Otra dificultad estaba en la posible parcialidad de mi propia interpretación a la hora de escribir. Tenía que respetar las formas coloquiales de los participantes y checkear intensamente todo, ya que no podía equivocarme al interpretar la exposición de ideas o determinados sucesos. Por eso, una vez que tuve el cuerpo del texto avanzado, imprimí todo, se lo envié a casi todos los participantes y les pedí que revisaran sus partes hasta tener un "OK" final.
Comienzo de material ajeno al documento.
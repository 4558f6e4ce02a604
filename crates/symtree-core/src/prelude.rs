//! Common module for library exports

pub use crate::aggregate::BinaryImageSet;
pub use crate::diagnostic::{
    CommonMetaData,
    CpuExceptionDiagnostic,
    CrashDiagnostic,
    Diagnostic,
    DiagnosticKind,
    DiagnosticPayload,
    DiagnosticRef,
    DiskWriteExceptionDiagnostic,
    ExceptionInfo,
    HangDiagnostic,
};
pub use crate::error::{Result, SymtreeError};
pub use crate::reconcile::{OsVersion, Platform, ReconciliationPolicy};
#[cfg(unix)]
pub use crate::resolver::DladdrResolver;
pub use crate::resolver::{
    DwarfResolver,
    FnResolver,
    ImageLookup,
    LoadedImage,
    StaticImageLookup,
    SymbolResolver,
    SymbolicationTarget,
};
pub use crate::symbolication::SymbolicationEngine;
pub use crate::types::{AddressingMode, Binary, CallStack, CallStackTree, Frame, SymbolInfo};
//! In-process symbol resolution through `dladdr(3)`.
//!
//! Only useful when the payload was produced by the running process (for
//! example an exception backtrace captured before a crash): the payload's
//! load address is replaced by the live image's load address and the rebased
//! address is handed to the dynamic linker.

use std::ffi::{c_void, CStr};
use std::mem::MaybeUninit;

use tracing::trace;

use super::lookup::ImageLookup;
use super::{demangle_symbol, SymbolResolver, SymbolicationTarget};
use crate::types::SymbolInfo;

/// Resolves addresses in images mapped into the current process.
///
/// Only dynamic symbols are visible to `dladdr`, so statically linked or
/// stripped functions come back unresolved.
#[derive(Debug, Clone)]
pub struct DladdrResolver<L>
{
    images: L,
}

impl<L> DladdrResolver<L>
where
    L: ImageLookup,
{
    pub fn new(images: L) -> Self
    {
        Self { images }
    }

    pub fn images(&self) -> &L
    {
        &self.images
    }

    /// Rebase `address` from the payload's image onto the live image.
    fn process_address(&self, address: u64, target: &SymbolicationTarget) -> Option<usize>
    {
        let image = self.images.image_with_id(target.binary_id)?;
        let relative = target.relative_address(address)?;
        let live = image.load_address.checked_add(relative)?;
        usize::try_from(live).ok()
    }
}

impl<L> SymbolResolver for DladdrResolver<L>
where
    L: ImageLookup,
{
    fn resolve(&self, address: u64, target: &SymbolicationTarget) -> Vec<SymbolInfo>
    {
        let Some(process_address) = self.process_address(address, target) else {
            trace!(address, binary_id = %target.binary_id, "address not mappable into this process");
            return Vec::new();
        };

        lookup(process_address).into_iter().collect()
    }
}

fn lookup(process_address: usize) -> Option<SymbolInfo>
{
    let mut info = MaybeUninit::<libc::Dl_info>::zeroed();

    // SAFETY: dladdr only inspects the address value and fills `info`.
    let found = unsafe { libc::dladdr(process_address as *const c_void, info.as_mut_ptr()) };
    if found == 0 {
        return None;
    }

    // SAFETY: dladdr returned non-zero, so `info` has been written.
    let info = unsafe { info.assume_init() };
    if info.dli_sname.is_null() {
        return None;
    }

    // SAFETY: dli_sname is a NUL-terminated string owned by the dynamic linker.
    let name = unsafe { CStr::from_ptr(info.dli_sname) }.to_string_lossy().into_owned();
    let offset = process_address.checked_sub(info.dli_saddr as usize)?;

    let mut symbol = SymbolInfo::new(name.as_str()).with_offset(offset as u64);
    if let Some(demangled) = demangle_symbol(&name) {
        symbol = symbol.with_demangled(demangled);
    }
    Some(symbol)
}
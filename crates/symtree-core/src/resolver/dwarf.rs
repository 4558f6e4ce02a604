//! On-disk symbol resolution.
//!
//! [`DwarfResolver`] reads images with `object`, resolves addresses through
//! DWARF line tables with `addr2line` (inline frames included) and falls back
//! to the image's symbol table when an address has no debug information.
//!
//! Images are registered up front by path. Their identifier comes from the
//! Mach-O `LC_UUID` load command or the first 16 bytes of an ELF build id,
//! or is supplied by the caller. Frames are matched to images by that
//! identifier, then by file name.
//!
//! ## Address translation
//!
//! A payload address is rebased onto the image's own virtual address space:
//!
//! ```text
//! file_address = text_vmaddr + (address - target.load_address)
//! ```
//!
//! where `text_vmaddr` is the `__TEXT` segment address for Mach-O images and
//! the lowest segment address otherwise.

use std::borrow::Cow;
use std::collections::HashMap;
use std::fs;
use std::path::{Path, PathBuf};
use std::sync::{Arc, Mutex};

use addr2line::Context;
use gimli::{Dwarf, EndianArcSlice, RunTimeEndian, SectionId};
use object::{Object, ObjectSection, ObjectSegment, ObjectSymbol, SymbolKind};
use smallvec::SmallVec;
use tracing::{debug, trace, warn};
use uuid::Uuid;

use super::demangle::{demangle_symbol, strip_macho_underscore};
use super::{SymbolResolver, SymbolicationTarget};
use crate::error::{Result, SymtreeError};
use crate::types::SymbolInfo;

type OwnedReader = EndianArcSlice<RunTimeEndian>;

const DWARF_SECTIONS: &[(&str, &[&str])] = &[
    (".debug_abbrev", &[".debug_abbrev", "__debug_abbrev"]),
    (".debug_addr", &[".debug_addr", "__debug_addr"]),
    (".debug_info", &[".debug_info", "__debug_info"]),
    (".debug_line", &[".debug_line", "__debug_line"]),
    (".debug_line_str", &[".debug_line_str", "__debug_line_str"]),
    (".debug_ranges", &[".debug_ranges", "__debug_ranges"]),
    (".debug_rnglists", &[".debug_rnglists", "__debug_rnglists"]),
    (".debug_str", &[".debug_str", "__debug_str"]),
    (".debug_str_offsets", &[".debug_str_offsets", "__debug_str_offsets"]),
    (".debug_types", &[".debug_types", "__debug_types"]),
    (".debug_loc", &[".debug_loc", "__debug_loc"]),
    (".debug_loclists", &[".debug_loclists", "__debug_loclists"]),
];

/// Resolves addresses against images read from disk.
///
/// Parsed images are cached for the lifetime of the resolver; registering the
/// same path twice reuses the parsed image.
///
/// ## Example
///
/// ```rust,no_run
/// use symtree_core::resolver::{DwarfResolver, SymbolResolver, SymbolicationTarget};
///
/// fn main() -> symtree_core::Result<()>
/// {
///     let mut resolver = DwarfResolver::new();
///     let id = resolver.add_image("/path/to/MyApp.app.dSYM/Contents/Resources/DWARF/MyApp")?;
///
///     let target = SymbolicationTarget::new(id, 0x1_0000_0000, Some("MyApp".into()));
///     for symbol in resolver.resolve(0x1_0000_4242, &target) {
///         println!("{symbol}");
///     }
///     Ok(())
/// }
/// ```
#[derive(Default)]
pub struct DwarfResolver
{
    images: HashMap<Uuid, Arc<ObjectImage>>,
    by_path: HashMap<PathBuf, Arc<ObjectImage>>,
}

impl DwarfResolver
{
    #[must_use]
    pub fn new() -> Self
    {
        Self::default()
    }

    /// Register the image at `path` under the identifier it carries.
    ///
    /// ## Errors
    ///
    /// - [`SymtreeError::Io`] when the file cannot be read
    /// - [`SymtreeError::ImageParse`] when it is not an object file
    /// - [`SymtreeError::MissingImageId`] when it carries no UUID or build id
    pub fn add_image(&mut self, path: impl AsRef<Path>) -> Result<Uuid>
    {
        let image = self.load(path.as_ref(), None)?;
        let id = image.id;
        self.images.insert(id, image);
        Ok(id)
    }

    /// Register the image at `path` under an explicit identifier.
    ///
    /// ## Errors
    ///
    /// Same as [`DwarfResolver::add_image`], except that a missing embedded
    /// identifier is not an error.
    pub fn add_image_with_id(&mut self, path: impl AsRef<Path>, id: Uuid) -> Result<()>
    {
        let image = self.load(path.as_ref(), Some(id))?;
        self.images.insert(id, image);
        Ok(())
    }

    pub fn image_ids(&self) -> impl Iterator<Item = Uuid> + '_
    {
        self.images.keys().copied()
    }

    pub fn len(&self) -> usize
    {
        self.images.len()
    }

    pub fn is_empty(&self) -> bool
    {
        self.images.is_empty()
    }

    fn load(&mut self, path: &Path, id: Option<Uuid>) -> Result<Arc<ObjectImage>>
    {
        let canonical = path.canonicalize()?;

        if let Some(existing) = self.by_path.get(&canonical) {
            if id.map_or(true, |id| id == existing.id) {
                return Ok(existing.clone());
            }
        }

        let image = Arc::new(ObjectImage::parse(&canonical, id)?);
        debug!(
            id = %image.id,
            path = %canonical.display(),
            text_vmaddr = format_args!("{:#x}", image.text_vmaddr),
            size = image.size,
            symbols = image.symbols.len(),
            "registered image"
        );
        self.by_path.insert(canonical, image.clone());
        Ok(image)
    }

    fn image_for(&self, target: &SymbolicationTarget) -> Option<&ObjectImage>
    {
        if let Some(image) = self.images.get(&target.binary_id) {
            return Some(image.as_ref());
        }

        let name = target.path.as_deref().map(file_name)?;
        self.images.values().find(|image| image.file_name() == name).map(Arc::as_ref)
    }
}

impl SymbolResolver for DwarfResolver
{
    fn resolve(&self, address: u64, target: &SymbolicationTarget) -> Vec<SymbolInfo>
    {
        let Some(image) = self.image_for(target) else {
            trace!(binary_id = %target.binary_id, "no registered image");
            return Vec::new();
        };

        let Some(file_address) = target
            .relative_address(address)
            .and_then(|relative| image.text_vmaddr.checked_add(relative))
        else {
            trace!(address, load_address = target.load_address, "address below load address");
            return Vec::new();
        };

        let symbols = image.symbolicate(file_address);
        if symbols.is_empty() {
            trace!(
                binary_id = %target.binary_id,
                file_address = format_args!("{file_address:#x}"),
                "address not resolved"
            );
        }
        symbols
    }
}

#[derive(Debug, Clone)]
struct TextSymbol
{
    address: u64,
    size: u64,
    name: String,
}

enum ContextState
{
    Pending,
    Ready(Box<Context<OwnedReader>>),
    Unavailable,
}

/// A parsed image: its DWARF sections and text symbols.
struct ObjectImage
{
    id: Uuid,
    path: PathBuf,
    endian: RunTimeEndian,
    text_vmaddr: u64,
    size: u64,
    debug_sections: HashMap<&'static str, Arc<[u8]>>,
    /// Sorted by address.
    symbols: Vec<TextSymbol>,
    context: Mutex<ContextState>,
}

impl ObjectImage
{
    fn parse(path: &Path, id: Option<Uuid>) -> Result<Self>
    {
        let bytes = fs::read(path)?;
        let file = object::File::parse(&*bytes).map_err(|err| parse_error(path, err))?;

        let id = match id {
            Some(id) => id,
            None => embedded_id(&file).ok_or_else(|| SymtreeError::MissingImageId(path.to_path_buf()))?,
        };

        let endian = if file.is_little_endian() {
            RunTimeEndian::Little
        } else {
            RunTimeEndian::Big
        };

        let text_vmaddr = file
            .segments()
            .find(|segment| matches!(segment.name(), Ok(Some("__TEXT"))))
            .map(|segment| segment.address())
            .or_else(|| file.segments().map(|segment| segment.address()).min())
            .unwrap_or(0);

        let end = file
            .segments()
            .map(|segment| segment.address().saturating_add(segment.size()))
            .max()
            .unwrap_or(text_vmaddr);

        let mut debug_sections = HashMap::new();
        for (canonical, aliases) in DWARF_SECTIONS {
            if let Some(data) = section_bytes(&file, aliases).map_err(|err| parse_error(path, err))? {
                debug_sections.insert(*canonical, data);
            }
        }

        Ok(Self {
            id,
            path: path.to_path_buf(),
            endian,
            text_vmaddr,
            size: end.saturating_sub(text_vmaddr),
            debug_sections,
            symbols: text_symbols(&file),
            context: Mutex::new(ContextState::Pending),
        })
    }

    fn file_name(&self) -> &str
    {
        self.path.to_str().map_or("", file_name)
    }

    fn symbolicate(&self, file_address: u64) -> Vec<SymbolInfo>
    {
        let symbol = self.symbol_containing(file_address);
        let mut frames = self.dwarf_frames(file_address);

        if frames.is_empty() {
            return symbol
                .map(|symbol| vec![symbol_info(symbol, file_address)])
                .unwrap_or_default();
        }

        // The outermost entry is the real function; only it gets an offset.
        if let (Some(outer), Some(symbol)) = (frames.last_mut(), symbol) {
            outer.offset = file_address.checked_sub(symbol.address);
        }
        frames.into_vec()
    }

    fn symbol_containing(&self, file_address: u64) -> Option<&TextSymbol>
    {
        let index = self.symbols.partition_point(|symbol| symbol.address <= file_address);
        let symbol = self.symbols.get(index.checked_sub(1)?)?;

        let within = symbol.size == 0 || file_address < symbol.address.saturating_add(symbol.size);
        within.then_some(symbol)
    }

    fn dwarf_frames(&self, file_address: u64) -> SmallVec<[SymbolInfo; 4]>
    {
        let mut frames = SmallVec::new();

        let Ok(mut state) = self.context.lock() else {
            return frames;
        };

        if matches!(*state, ContextState::Pending) {
            *state = match self.build_context() {
                Ok(context) => ContextState::Ready(Box::new(context)),
                Err(err) => {
                    warn!(path = %self.path.display(), %err, "no usable DWARF, using symbol table only");
                    ContextState::Unavailable
                }
            };
        }

        let ContextState::Ready(context) = &*state else {
            return frames;
        };

        let Ok(mut iter) = context.find_frames(file_address).skip_all_loads() else {
            return frames;
        };

        while let Ok(Some(frame)) = iter.next() {
            let Some(raw) = frame
                .function
                .as_ref()
                .and_then(|function| function.raw_name().ok())
                .map(|raw| raw.into_owned())
            else {
                continue;
            };

            let mut info = SymbolInfo::new(raw.as_str());
            if let Some(demangled) = demangle_symbol(&raw) {
                info = info.with_demangled(demangled);
            }
            if let Some(location) = &frame.location {
                if let Some(file) = location.file {
                    info = info.with_location(file, location.line);
                }
            }
            frames.push(info);
        }

        frames
    }

    fn build_context(&self) -> std::result::Result<Context<OwnedReader>, String>
    {
        if !self.debug_sections.contains_key(".debug_info") {
            return Err("image has no .debug_info section".to_string());
        }

        let dwarf = Dwarf::load(|section| Ok::<_, gimli::Error>(self.section_reader(section)))
            .map_err(|err| format!("failed to load DWARF: {err}"))?;
        Context::from_dwarf(dwarf).map_err(|err| format!("failed to build addr2line context: {err}"))
    }

    fn section_reader(&self, id: SectionId) -> OwnedReader
    {
        let data = self
            .debug_sections
            .get(id.name())
            .cloned()
            .unwrap_or_else(|| Arc::<[u8]>::from(Vec::new()));
        EndianArcSlice::new(data, self.endian)
    }
}

fn parse_error(path: &Path, err: impl std::fmt::Display) -> SymtreeError
{
    SymtreeError::ImageParse {
        path: path.to_path_buf(),
        details: err.to_string(),
    }
}

fn file_name(path: &str) -> &str
{
    path.rsplit('/').next().unwrap_or(path)
}

fn embedded_id(file: &object::File<'_>) -> Option<Uuid>
{
    if let Ok(Some(uuid)) = file.mach_uuid() {
        return Some(Uuid::from_bytes(uuid));
    }

    let build_id = file.build_id().ok().flatten()?;
    let bytes: [u8; 16] = build_id.get(..16)?.try_into().ok()?;
    Some(Uuid::from_bytes(bytes))
}

fn section_bytes(file: &object::File<'_>, names: &[&str]) -> object::Result<Option<Arc<[u8]>>>
{
    for name in names {
        if let Some(section) = file.section_by_name(name) {
            let data = match section.uncompressed_data()? {
                Cow::Borrowed(bytes) => Arc::<[u8]>::from(bytes),
                Cow::Owned(vec) => vec.into(),
            };
            return Ok(Some(data));
        }
    }

    Ok(None)
}

fn text_symbols(file: &object::File<'_>) -> Vec<TextSymbol>
{
    let is_macho = matches!(file.format(), object::BinaryFormat::MachO);

    let mut symbols: Vec<TextSymbol> = file
        .symbols()
        .chain(file.dynamic_symbols())
        .filter(|symbol| symbol.kind() == SymbolKind::Text && symbol.is_definition() && symbol.address() != 0)
        .filter_map(|symbol| {
            let name = symbol.name().ok().filter(|name| !name.is_empty())?;
            let name = if is_macho { strip_macho_underscore(name) } else { name };
            Some(TextSymbol {
                address: symbol.address(),
                size: symbol.size(),
                name: name.to_string(),
            })
        })
        .collect();

    symbols.sort_by_key(|symbol| symbol.address);
    symbols.dedup_by_key(|symbol| symbol.address);
    symbols
}

fn symbol_info(symbol: &TextSymbol, file_address: u64) -> SymbolInfo
{
    let mut info = SymbolInfo::new(symbol.name.as_str());
    if let Some(demangled) = demangle_symbol(&symbol.name) {
        info = info.with_demangled(demangled);
    }
    match file_address.checked_sub(symbol.address) {
        Some(offset) => info.with_offset(offset),
        None => info,
    }
}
Finalmente, la presencia de Jorge era tan intensa que cualquier concepto referido a "autor" u otro tipo de protagonismo resultaba casi obsceno. Por eso elegí la figura de "coordinador" con la cual salgo en los créditos. Y no participé en las presentaciones del libro porque soy ajeno a lo que representa. Los protagonistas del libro son Jorge, los invitados y los sectores frágiles de la sociedad, y mi papel fue hacer de "puente lingüístico" entre las partes (o sea solo escribir, maquetar y editar, porque las ideas, vivencias y referencias son de los otros).

Y aprendí muchísimo!

3- Corrección

 

Para la corrección del libro contraté los servicios de mi amigo Juan López. Quería asegurarme de que el estilo de redacción fuese precisa. Pero sucedió que la nota de Maure y algunos otros textos que estaban retrasados (contratapa, retiros y algo más) llegaron sobre la hora y no había tiempo para enviarlos a Juan, así que los miré yo. Pero Juan, que es un profesional muy experimentado, me dijo que no firmaría la corrección si no revisaba lo que faltaba, aunque fuese muy poco. Me pareció admirable su actitud pero lamentablemente no tenía márgenes de tiempo. Por eso el libro salió sin los créditos de Juan, a pesar de haber corregido el 99 % del texto.

4- Propuestas

 

Desde que salió "Jorge Contreras, peregrino de las arenas" hasta que me fui de Mendoza (6 meses después) no pararon de llegarme propuestas de edición y escritura, la gran mayoría muy surrealistas. Supongo que muchos entendieron que había un tipo (o sea yo) que le sobraba el dinero, algo así como un empresario de las ediciones, que estaba interesado en "invertir" (¿?) en diversos temas o personajes vinculados a los sectores sociales. Pero el dinero que había gastado en el libro más el tiempo consumido en la producción del mismo (muchos meses a tiempo completo) habían fragilizado mi economía doméstica, y además tampoco era la idea convertir a Diógenes en un centro de beneficencia. El hecho se explica fácilmente si se puede entender el grado de postergación y exclusión que sufre un sector importante de la población, pero igual lamenté que no se hubiera entendido en absoluto mi gesto al abordar el proyecto. Gesto ideológico y de reconocimiento a un referente imprescindible de la cultura de Mendoza, a pesar de no compartir con él ni el sentimiento religioso (soy ateo) ni las simpatías partidistas (no soy peronista).